▶ [DESCRIPTION OF THE TASK]:
From the first line of the data below, copy each line up to the one containing "level-1 heading on", and include that line too.

Stored data:
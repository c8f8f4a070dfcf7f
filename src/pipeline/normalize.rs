//! Normaliser: remove Notion export artefacts from Markdown lines.
//!
//! Notion's Markdown export repeats the page title as a level-1 heading on
//! the first line and writes every image caption twice: once as the alt text
//! of `![caption](file.png)` and again as a plain paragraph below it,
//! sometimes separated by blank lines. Headings styled bold in Notion also
//! come out as `### **Title**`, which renders oddly once the heading is a
//! real LaTeX section.
//!
//! ## Passes
//!
//! 1. Drop the first line if it is a `# ` title.
//! 2. Drop the caption line that repeats an image's alt text, keeping any
//!    blank lines in between untouched.
//! 3. Optionally unwrap a `**bold**` span that directly follows a heading
//!    marker.
//!
//! Each pass is a pure function over borrowed lines. Lines are only ever
//! removed or (in pass 3) rewritten in place; nothing is reordered or
//! invented, so every output line is either an input line or the
//! bold-stripped form of one.

use crate::error::Notion2TexError;
use crate::output::CleaningStats;
use once_cell::sync::Lazy;
use regex::Regex;
use std::borrow::Cow;
use tracing::debug;

/// Cleaned lines plus what changed.
#[derive(Debug, Clone)]
pub struct Normalized<'a> {
    pub lines: Vec<Cow<'a, str>>,
    pub stats: CleaningStats,
}

impl Normalized<'_> {
    /// Concatenate the lines back into a document.
    pub fn to_text(&self) -> String {
        self.lines.concat()
    }
}

/// Run all passes over `lines`.
///
/// # Errors
/// [`Notion2TexError::EmptyInput`] when `lines` is empty; callers must abort
/// the pipeline rather than write an empty cleaned file.
pub fn normalize<'a>(
    lines: &[&'a str],
    strip_heading_bold: bool,
) -> Result<Normalized<'a>, Notion2TexError> {
    if lines.is_empty() {
        return Err(Notion2TexError::EmptyInput);
    }

    let body = strip_leading_title(lines);
    let title_removed = body.len() < lines.len();

    let deduped = remove_duplicate_captions(body);
    let captions_removed = body.len() - deduped.len();

    let (cleaned, headings_unbolded) = if strip_heading_bold {
        let mut rewritten = 0;
        let cleaned: Vec<Cow<'a, str>> = deduped
            .into_iter()
            .map(|line| {
                let out = strip_heading_bold_line(line);
                if matches!(out, Cow::Owned(_)) {
                    rewritten += 1;
                }
                out
            })
            .collect();
        (cleaned, rewritten)
    } else {
        (deduped.into_iter().map(Cow::Borrowed).collect(), 0)
    };

    let stats = CleaningStats {
        input_lines: lines.len(),
        output_lines: cleaned.len(),
        title_removed,
        captions_removed,
        headings_unbolded,
    };
    debug!(
        "Normalised {} → {} lines (title removed: {}, captions removed: {}, headings unbolded: {})",
        stats.input_lines,
        stats.output_lines,
        stats.title_removed,
        stats.captions_removed,
        stats.headings_unbolded
    );

    Ok(Normalized {
        lines: cleaned,
        stats,
    })
}

// ── Pass 1: Leading title ────────────────────────────────────────────────────

/// Skip the first line when, ignoring trailing whitespace, it starts with `# `.
///
/// Only the very first line is ever considered.
pub fn strip_leading_title<'s, 'a>(lines: &'s [&'a str]) -> &'s [&'a str] {
    match lines.split_first() {
        Some((first, rest)) if first.trim_end().starts_with("# ") => rest,
        _ => lines,
    }
}

// ── Pass 2: Duplicate captions ───────────────────────────────────────────────

static RE_IMAGE_LINE: Lazy<Regex> =
    Lazy::new(|| Regex::new(r"^\s*!\[(.*)\]\(.*\)\s*$").unwrap());

/// The trimmed alt text of an image-reference line, if non-empty.
fn image_caption(line: &str) -> Option<&str> {
    let caps = RE_IMAGE_LINE.captures(line)?;
    let alt = caps.get(1)?.as_str().trim();
    (!alt.is_empty()).then_some(alt)
}

fn is_blank(line: &str) -> bool {
    line.trim().is_empty()
}

/// Drop the line repeating an image's caption.
///
/// For each image line with a non-empty caption, look past any blank lines
/// to the next non-blank line. If its trimmed text equals the caption, keep
/// the image line and the blank lines verbatim and drop that one line.
/// Anything else is kept as is. Once every caption has been de-duplicated a
/// second run changes nothing; a caption exported twice in a row loses one
/// copy per run.
pub fn remove_duplicate_captions<'a>(lines: &[&'a str]) -> Vec<&'a str> {
    let mut result = Vec::with_capacity(lines.len());
    let mut i = 0;

    while i < lines.len() {
        let current = lines[i];

        if let Some(alt) = image_caption(current) {
            let j = (i + 1..lines.len())
                .find(|&k| !is_blank(lines[k]))
                .unwrap_or(lines.len());

            if j < lines.len() && lines[j].trim() == alt {
                result.push(current);
                result.extend_from_slice(&lines[i + 1..j]);
                i = j + 1;
                continue;
            }
        }

        result.push(current);
        i += 1;
    }

    result
}

// ── Pass 3: Heading bold ─────────────────────────────────────────────────────

static RE_BOLD_HEADING: Lazy<Regex> =
    Lazy::new(|| Regex::new(r"^(#+\s+)\*\*(.*?)\*\*(.*)$").unwrap());

/// Remove the `**` pair directly after a heading marker.
///
/// `### **Title**` → `### Title`, `## **A** and **B**` → `## A and **B**`.
/// Lines that do not match are returned borrowed and unchanged; the line
/// terminator is preserved.
pub fn strip_heading_bold_line(line: &str) -> Cow<'_, str> {
    let (body, terminator) = split_terminator(line);
    match RE_BOLD_HEADING.captures(body) {
        Some(caps) => {
            let mut out = String::with_capacity(line.len());
            out.push_str(&caps[1]);
            out.push_str(&caps[2]);
            out.push_str(&caps[3]);
            out.push_str(terminator);
            Cow::Owned(out)
        }
        None => Cow::Borrowed(line),
    }
}

fn split_terminator(line: &str) -> (&str, &str) {
    match line.strip_suffix('\n') {
        Some(body) => (body, &line[body.len()..]),
        None => (line, ""),
    }
}

// ── Tests ────────────────────────────────────────────────────────────────────

#[cfg(test)]
mod tests {
    use super::*;
    use crate::pipeline::input::split_lines;

    fn clean(text: &str, strip_bold: bool) -> String {
        let lines = split_lines(text);
        normalize(&lines, strip_bold).unwrap().to_text()
    }

    // ── Title ────────────────────────────────────────────────────────────

    #[test]
    fn test_title_dropped() {
        let lines = ["# My Page\n", "Body\n"];
        assert_eq!(strip_leading_title(&lines), &["Body\n"]);
    }

    #[test]
    fn test_non_title_first_line_kept() {
        for first in ["## Section\n", "#Tag\n", "Text\n", "\n", " # Indented\n"] {
            let lines = [first, "Body\n"];
            assert_eq!(strip_leading_title(&lines).len(), 2, "first = {first:?}");
        }
    }

    #[test]
    fn test_bare_hash_space_is_not_a_title() {
        // Trailing whitespace is ignored, so "# " alone is just "#".
        let lines = ["# \n", "Body\n"];
        assert_eq!(strip_leading_title(&lines).len(), 2);
    }

    #[test]
    fn test_only_first_line_considered() {
        let lines = ["Intro\n", "# Later Title\n"];
        assert_eq!(strip_leading_title(&lines).len(), 2);
        let lines = ["# A\n", "# B\n"];
        assert_eq!(strip_leading_title(&lines), &["# B\n"]);
    }

    // ── Captions ─────────────────────────────────────────────────────────

    #[test]
    fn test_adjacent_caption_removed() {
        let lines = ["![Caption](x.png)\n", "Caption\n", "Next\n"];
        assert_eq!(
            remove_duplicate_captions(&lines),
            vec!["![Caption](x.png)\n", "Next\n"]
        );
    }

    #[test]
    fn test_caption_after_blank_lines_removed_blanks_kept() {
        let lines = ["![Caption](x.png)\n", "\n", "   \n", "Caption\n", "After\n"];
        assert_eq!(
            remove_duplicate_captions(&lines),
            vec!["![Caption](x.png)\n", "\n", "   \n", "After\n"]
        );
    }

    #[test]
    fn test_non_matching_line_kept() {
        let lines = ["![Caption](x.png)\n", "Something else\n"];
        assert_eq!(remove_duplicate_captions(&lines), lines.to_vec());
    }

    #[test]
    fn test_non_matching_after_blanks_keeps_everything() {
        let lines = ["![Caption](x.png)\n", "\n", "Other\n", "Caption\n"];
        assert_eq!(remove_duplicate_captions(&lines), lines.to_vec());
    }

    #[test]
    fn test_trailing_blanks_at_eof_kept() {
        let lines = ["![Caption](x.png)\n", "\n", "\n"];
        assert_eq!(remove_duplicate_captions(&lines), lines.to_vec());
    }

    #[test]
    fn test_caption_comparison_is_trimmed_and_case_sensitive() {
        let lines = ["  ![ Fig 1 ](a.png)  \n", "\tFig 1  \n"];
        assert_eq!(
            remove_duplicate_captions(&lines),
            vec!["  ![ Fig 1 ](a.png)  \n"]
        );
        let lines = ["![Fig](a.png)\n", "fig\n"];
        assert_eq!(remove_duplicate_captions(&lines).len(), 2);
    }

    #[test]
    fn test_empty_or_blank_alt_never_matches() {
        let lines = ["![](a.png)\n", "\n"];
        assert_eq!(remove_duplicate_captions(&lines), lines.to_vec());
        let lines = ["![   ](a.png)\n", "   \n", "x\n"];
        assert_eq!(remove_duplicate_captions(&lines), lines.to_vec());
    }

    #[test]
    fn test_inline_image_is_not_an_image_line() {
        let lines = ["See ![Chart](c.png) here\n", "Chart\n"];
        assert_eq!(remove_duplicate_captions(&lines), lines.to_vec());
    }

    #[test]
    fn test_only_one_duplicate_removed_per_image() {
        let lines = ["![Cat](cat.png)\n", "Cat\n", "Cat\n"];
        assert_eq!(
            remove_duplicate_captions(&lines),
            vec!["![Cat](cat.png)\n", "Cat\n"]
        );
    }

    #[test]
    fn test_consecutive_images_each_lose_their_caption() {
        let lines = [
            "![A](a.png)\n",
            "A\n",
            "![B](b.png)\n",
            "\n",
            "B\n",
        ];
        assert_eq!(
            remove_duplicate_captions(&lines),
            vec!["![A](a.png)\n", "![B](b.png)\n", "\n"]
        );
    }

    #[test]
    fn test_image_followed_by_identical_image_line() {
        // The next non-blank line is itself an image line, not the caption text.
        let lines = ["![A](a.png)\n", "![A](a.png)\n", "A\n"];
        assert_eq!(
            remove_duplicate_captions(&lines),
            vec!["![A](a.png)\n", "![A](a.png)\n"]
        );
    }

    #[test]
    fn test_last_line_without_newline() {
        let lines = ["![Cap](x.png)\n", "Cap"];
        assert_eq!(remove_duplicate_captions(&lines), vec!["![Cap](x.png)\n"]);
    }

    #[test]
    fn test_caption_removal_is_idempotent() {
        let text = "![A](a.png)\n\nA\n![B](b.png)\nnot b\n![C](c.png)\n\n\nC\n\n";
        let lines = split_lines(text);
        let once = remove_duplicate_captions(&lines);
        let twice = remove_duplicate_captions(&once);
        assert_eq!(once, twice);
    }

    // ── Heading bold ─────────────────────────────────────────────────────

    #[test]
    fn test_heading_bold_stripped() {
        assert_eq!(strip_heading_bold_line("### **Title**\n"), "### Title\n");
        assert_eq!(strip_heading_bold_line("# **T**"), "# T");
    }

    #[test]
    fn test_heading_bold_only_first_span() {
        assert_eq!(
            strip_heading_bold_line("## **A** and **B**\n"),
            "## A and **B**\n"
        );
    }

    #[test]
    fn test_heading_bold_keeps_suffix_text() {
        assert_eq!(
            strip_heading_bold_line("##  **Intro**: part 1\n"),
            "##  Intro: part 1\n"
        );
    }

    #[test]
    fn test_bold_not_directly_after_marker_untouched() {
        for line in [
            "## Title **bold**\n",
            "**Bold** paragraph\n",
            "###**Tight**\n",
            "## **unterminated\n",
        ] {
            assert!(
                matches!(strip_heading_bold_line(line), Cow::Borrowed(l) if l == line),
                "line = {line:?}"
            );
        }
    }

    // ── Whole normaliser ─────────────────────────────────────────────────

    #[test]
    fn test_empty_input_rejected() {
        let err = normalize(&[], true).unwrap_err();
        assert!(matches!(err, Notion2TexError::EmptyInput));
    }

    #[test]
    fn test_bold_flag_controls_pass_three() {
        assert_eq!(clean("Intro\n### **Title**\n", true), "Intro\n### Title\n");
        assert_eq!(
            clean("Intro\n### **Title**\n", false),
            "Intro\n### **Title**\n"
        );
    }

    #[test]
    fn test_full_notion_export() {
        let input = "# Trip Report\n\
                     ## **Day 1**\n\
                     \n\
                     ![Harbour at dawn](Trip%20Report/img1.png)\n\
                     \n\
                     Harbour at dawn\n\
                     \n\
                     We walked.\n";
        let lines = split_lines(input);
        let out = normalize(&lines, true).unwrap();
        assert_eq!(
            out.to_text(),
            "## Day 1\n\
             \n\
             ![Harbour at dawn](Trip%20Report/img1.png)\n\
             \n\
             \n\
             We walked.\n"
        );
        assert_eq!(
            out.stats,
            CleaningStats {
                input_lines: 8,
                output_lines: 6,
                title_removed: true,
                captions_removed: 1,
                headings_unbolded: 1,
            }
        );
    }

    #[test]
    fn test_title_only_document_cleans_to_nothing() {
        let lines = ["# Only a title\n"];
        let out = normalize(&lines, false).unwrap();
        assert!(out.lines.is_empty());
        assert!(out.stats.title_removed);
    }

    #[test]
    fn test_unchanged_lines_are_borrowed() {
        let lines = ["Plain\n", "## **Bold**\n"];
        let out = normalize(&lines, true).unwrap();
        assert!(matches!(out.lines[0], Cow::Borrowed("Plain\n")));
        assert!(matches!(out.lines[1], Cow::Owned(_)));
    }
}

▶ [RESULT FOR THIS TASK]:
repository c8f8f4a070dfcf7f
filename src/pipeline/normalize.rs
//! Normaliser: remove Notion export artefacts from Markdown lines.
//!
//! Notion's Markdown export repeats the page title as a level-1 heading on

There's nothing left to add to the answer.